The Padres aren't willing to confine Renfroe to a platoon role just yet, and he spent the offseason working on drills designed to help him counter right-handed pitching. He started slowly against righties this spring, but in the Padres' 10-4 Cactus League victory over Oakland on Saturday, Renfroe scorched a first-inning single and a seventh-inning homer -- both against right-handers. (He's 2-for-6 with a double and a homer against lefties.)
"I've had great at-bats against righties this Spring Training, so that's all I care about, honestly," Renfroe said. "I'm just working on getting my swing back. I'm not worried about whether I can hit righties or whether I can hit lefties. I just go out there and do my thing."
If the Padres were to platoon Renfroe, he'd be one of the best righty-hitting platoon options in recent memory.
The above graph looks at all 193 hitters who recorded at least 100 at-bats against left-handed pitching last season. Below the trendline, Renfroe is probably the most noticeable outlier.
The difference between his results against lefties and his overall results are greater than anyone except Nolan Arenado. That's just fine for Arenado (who is represented by the farthest point to the right). He crushed pitchers from both sides, but he just happened to really crush lefties.
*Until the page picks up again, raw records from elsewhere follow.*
use serde::{Deserialize, Serialize};

use crate::models::enums::InstrumentType;

/// Default page size the server applies when `limit` is omitted.
pub const DEFAULT_LIMIT: u32 = 100;
/// Largest `limit` the server accepts.
pub const MAX_LIMIT: u32 = 1000;

/// Server-side parameters for the LIST call.
///
/// The server answers with a flat array and no total count, so callers that
/// need "all rows" ask for [`MAX_LIMIT`] and filter/paginate on the client.
#[derive(Clone, Debug, PartialEq, Eq, Serialize, Deserialize)]
pub struct ListFilter {
    pub instrument_type: Option<InstrumentType>,
    pub sector: Option<String>,
    pub country: Option<String>,
    /// Maximum number of rows (1..=1000).
    pub limit: u32,
    /// Rows to skip.
    pub offset: u32,
}

impl Default for ListFilter {
    fn default() -> Self {
        Self {
            instrument_type: None,
            sector: None,
            country: None,
            limit: DEFAULT_LIMIT,
            offset: 0,
        }
    }
}

impl ListFilter {
    /// Query-string pairs, omitting unset filters. `limit` is clamped to the
    /// server's accepted range.
    pub fn to_query_pairs(&self) -> Vec<(&'static str, String)> {
        let mut pairs = Vec::with_capacity(5);
        if let Some(t) = self.instrument_type {
            pairs.push(("instrument_type", t.as_str().to_string()));
        }
        if let Some(s) = &self.sector {
            pairs.push(("sector", s.clone()));
        }
        if let Some(c) = &self.country {
            pairs.push(("country", c.clone()));
        }
        pairs.push(("limit", self.limit.clamp(1, MAX_LIMIT).to_string()));
        pairs.push(("offset", self.offset.to_string()));
        pairs
    }
}
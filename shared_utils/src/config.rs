use std::fmt::Display;

use thiserror::Error;

/// Errors related to application configuration.
#[derive(Debug, Error)]
pub enum ConfigError {
    /// A setting is present but unusable (e.g. a malformed URL).
    #[error("invalid value for `{key}`: {message}")]
    InvalidValue {
        /// Setting name as it appears in the config file.
        key: String,
        /// What was wrong with it.
        message: String,
    },

    /// A numeric setting falls outside its allowed range.
    #[error("`{key}` = {value} is out of range ({min}..={max})")]
    OutOfRange {
        /// Setting name as it appears in the config file.
        key: String,
        /// The rejected value, rendered.
        value: String,
        /// Inclusive lower bound, rendered.
        min: String,
        /// Inclusive upper bound, rendered.
        max: String,
    },
}

/// Returns `value` unchanged if it lies in `min..=max`, otherwise an
/// [`ConfigError::OutOfRange`] naming `key`.
pub fn ensure_range<T>(key: &str, value: T, min: T, max: T) -> Result<T, ConfigError>
where
    T: PartialOrd + Display,
{
    if value < min || value > max {
        return Err(ConfigError::OutOfRange {
            key: key.to_string(),
            value: value.to_string(),
            min: min.to_string(),
            max: max.to_string(),
        });
    }
    Ok(value)
}

/// Shorthand for building a [`ConfigError::InvalidValue`].
pub fn invalid(key: &str, message: impl Into<String>) -> ConfigError {
    ConfigError::InvalidValue {
        key: key.to_string(),
        message: message.into(),
    }
}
Since San Diego signed Eric Hosmer to an eight-year deal earlier this spring, Renfroe has been the subject of trade speculation. For now, the Padres are determined to let Renfroe evolve. His upside is monstrous if he can somehow figure out right-handers.
"There's just a real confidence in him when he's facing left-handed pitching," Padres skipper Andy Green said. "I think that same confidence has been in him in the past against right-handed pitching. Last year didn't go well [against righties]. He's trying to make some physical adjustments to give him a better chance."
But sooner or later the Padres must answer the foremost question regarding their 26-year-old slugger: Is Renfroe destined to become an all-time great platoon hitter? Or can he be an effective everyday player?
If they settle on the former, Renfroe's value takes a hit. Right-handed pitchers are far more prevalent in baseball, and the most useful platoon players generally serve as multipurpose roster options. Renfroe isn't versatile, he's generally not a pinch-running option, and -- despite his other-worldly arm strength -- his defense has been sub-par.
Right now, Renfroe is competing for playing time with Jose Pirela, a fellow right-handed hitter who posted better numbers across the board in 2017. But there's platoon potential available for Renfroe, given Pirela's ability to play second base. (The Padres have two left-handed hitting second basemen -- Cory Spangenberg and Carlos Asuaje -- competing for that job.) They could also platoon Renfroe in the outfield with lefty-hitting Franchy Cordero.
It'd be a stark contrast to last season, when Renfroe started practically every day, regardless of opposing pitcher.
"There wasn't much of a time last year where we soft-served [Renfroe]," Green said. "He went up there against everybody. We didn't take him out of the lineup, we didn't platoon. We didn't try to make it easier on him.
"We definitely have the opportunity this year to do that, if we choose to. ... We have the opportunity to position him for success. But we've definitely not given up on his ability to hit right-handed pitching. We believe that he's going to get there."
If he doesn't, his at-bats will begin to dry up. If he does, Renfroe could become the middle-of-the lineup force the Padres always envisioned.